General characteristics
- Class & type: Boulder Victory-class cargo ship
- Displacement: 4,480 long tons (4,550 t) (standard); 15,580 long tons (15,830 t) (full load);
- Length: 455 ft (139 m)
- Beam: 62 ft (19 m)
- Draft: 29 ft 2 in (8.89 m)
- Installed power: 6,000 shp (4,500 kW)
- Propulsion: 1 × Westinghouse turbine; 2 × Foster Wheeler header-type boilers, 525psi 750°; double Westinghouse Main Reduction Gears; 1 × shaft;
- Speed: 15.5 kn (17.8 mph; 28.7 km/h)
- Complement: 99 officers and enlisted
- Armament: 1 × 5 in (130 mm)/38-caliber dual-purpose gun; 1 × 3 in (76 mm)/50-caliber dual-purpose gun; 8 × 20 mm (0.79 in) Oerlikon cannons anti-aircraft gun mounts;

= USS Las Vegas Victory =

Cargo ship of the United States Navy

USS Las Vegas Victory (AK-229) was a acquired by the U.S. Navy during World War II. She served in the Pacific Ocean theatre of operations through the end of the war earning one battle star, and then returned to the United States for disposal.

==Victory built in California==
Las Vegas Victory, a cargo ship, was launched 1944, by Permanente Metals Corporation, Richmond, California; sponsored by Mrs. E. W. Cragin; acquired by the Navy 25 October 1944, and commissioned the same day.

==World War II operations==
After shakedown along the U.S. West Coast. Las Vegas Victory departed Astoria, Oregon, 26 November for the Pacific islands.
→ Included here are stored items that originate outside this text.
//! Unit, cost and efficiency conversion commands

use crate::config::GridConfig;
use crate::error::CliResult;
use crate::output::{format_value, print_json, OutputFormat};
use clap::Subcommand;
use serde_json::json;

/// Convert subcommands
#[derive(Subcommand, Debug, Clone)]
pub enum ConvertCommands {
    /// Convert kilowatt-hours to megawatt-hours
    Mwh {
        /// Energy in kWh
        #[arg(allow_negative_numbers = true)]
        kwh: f64,
    },

    /// Cost of an amount of energy under a tariff tier
    Cost {
        /// Energy in kWh
        #[arg(allow_negative_numbers = true)]
        kwh: f64,

        /// Base rate per kWh (defaults to the configured tariff)
        #[arg(short, long)]
        rate: Option<f64>,

        /// Tariff tier: peak, offpeak, or anything else for standard
        #[arg(long)]
        tier: Option<String>,
    },

    /// Output energy as a percentage of input energy
    Efficiency {
        /// Input energy in kWh
        #[arg(allow_negative_numbers = true)]
        input_kwh: f64,

        /// Output energy in kWh
        #[arg(allow_negative_numbers = true)]
        output_kwh: f64,
    },
}

/// Execute a convert command
pub fn execute(command: ConvertCommands, config: &GridConfig, format: OutputFormat) -> CliResult<()> {
    match command {
        ConvertCommands::Mwh { kwh } => {
            let mwh = grid_converter::kwh_to_mwh(kwh);
            match format {
                OutputFormat::Json => print_json(&json!({ "kwh": kwh, "mwh": mwh })),
                OutputFormat::Text => {
                    println!("{} kWh -> {} MWh", format_value(kwh), format_value(mwh));
                    Ok(())
                }
            }
        }

        ConvertCommands::Cost { kwh, rate, tier } => {
            let rate = config.rate(rate);
            let tier = config.tier(tier.as_deref());
            let cost = grid_converter::calculate_cost(kwh, rate, tier);
            match format {
                OutputFormat::Json => print_json(&json!({
                    "kwh": kwh,
                    "rate": rate,
                    "tier": tier,
                    "multiplier": tier.multiplier(),
                    "cost": cost,
                })),
                OutputFormat::Text => {
                    println!(
                        "Cost ({}, {} kWh @ {}): {}",
                        tier,
                        format_value(kwh),
                        format_value(rate),
                        format_value(cost)
                    );
                    Ok(())
                }
            }
        }

        ConvertCommands::Efficiency {
            input_kwh,
            output_kwh,
        } => {
            let efficiency = grid_converter::calculate_efficiency(input_kwh, output_kwh);
            match format {
                OutputFormat::Json => print_json(&json!({
                    "input_kwh": input_kwh,
                    "output_kwh": output_kwh,
                    "efficiency_percent": efficiency,
                })),
                OutputFormat::Text => {
                    println!(
                        "Efficiency (input {}, output {}): {}%",
                        format_value(input_kwh),
                        format_value(output_kwh),
                        format_value(efficiency)
                    );
                    Ok(())
                }
            }
        }
    }
}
Sailing via Eniwetok and Ulithi, the cargo ship arrived Kossol Passage, Palau Islands, 31 December, laden with 7,600 tons of vital ammunition.

From January to March 1945, Las Vegas Victory shuttled ammunition among the Caroline Islands and the Marshall Islands, and replenished the fighting ships as they moved closer to the Japanese homeland. Departing Ulithi 25 March, she sailed for the rendezvous with units heading for Okinawa. Making her way through submarine infested waters, the cargo ship arrived off Okinawa on the 31st, and replenished two escort carriers with ammunition.

On 1 April the invasion of Okinawa started the removal of the last barrier "on the road to Japan". Under constant attack by Japanese suicide pilots, Las Vegas Victory passed ammunition to battleships, aircraft carriers, destroyers, and LCT's until late May. Arriving San Pedro, Leyte, 10 June, she loaded more ammunition and sailed for Eniwetok 19 July.

Upon her arrival 1 week later, she was assigned to the Pacific Service Force. Las Vegas Victory supported American forces in the Pacific Ocean until 7 November when she departed Eniwetok for the United States.

==Post-war decommissioning==
The cargo ship arrived Port Discovery, Washington, 19 November; sailed for San Francisco, California, 15 February 1946; and decommissioned there 8 April for redelivery to the War Shipping Administration (WSA). She entered the National Defense Reserve Fleet and berthed at Puget Sound, Washington. On 25 February 2010, PMARS (Property Management and & Archive Record System) contact administrator advised that the USS Las Vegas Victory was sold for scrap in 1993.

==Honors and awards==
Las Vegas Victory received one battle star for World War II service.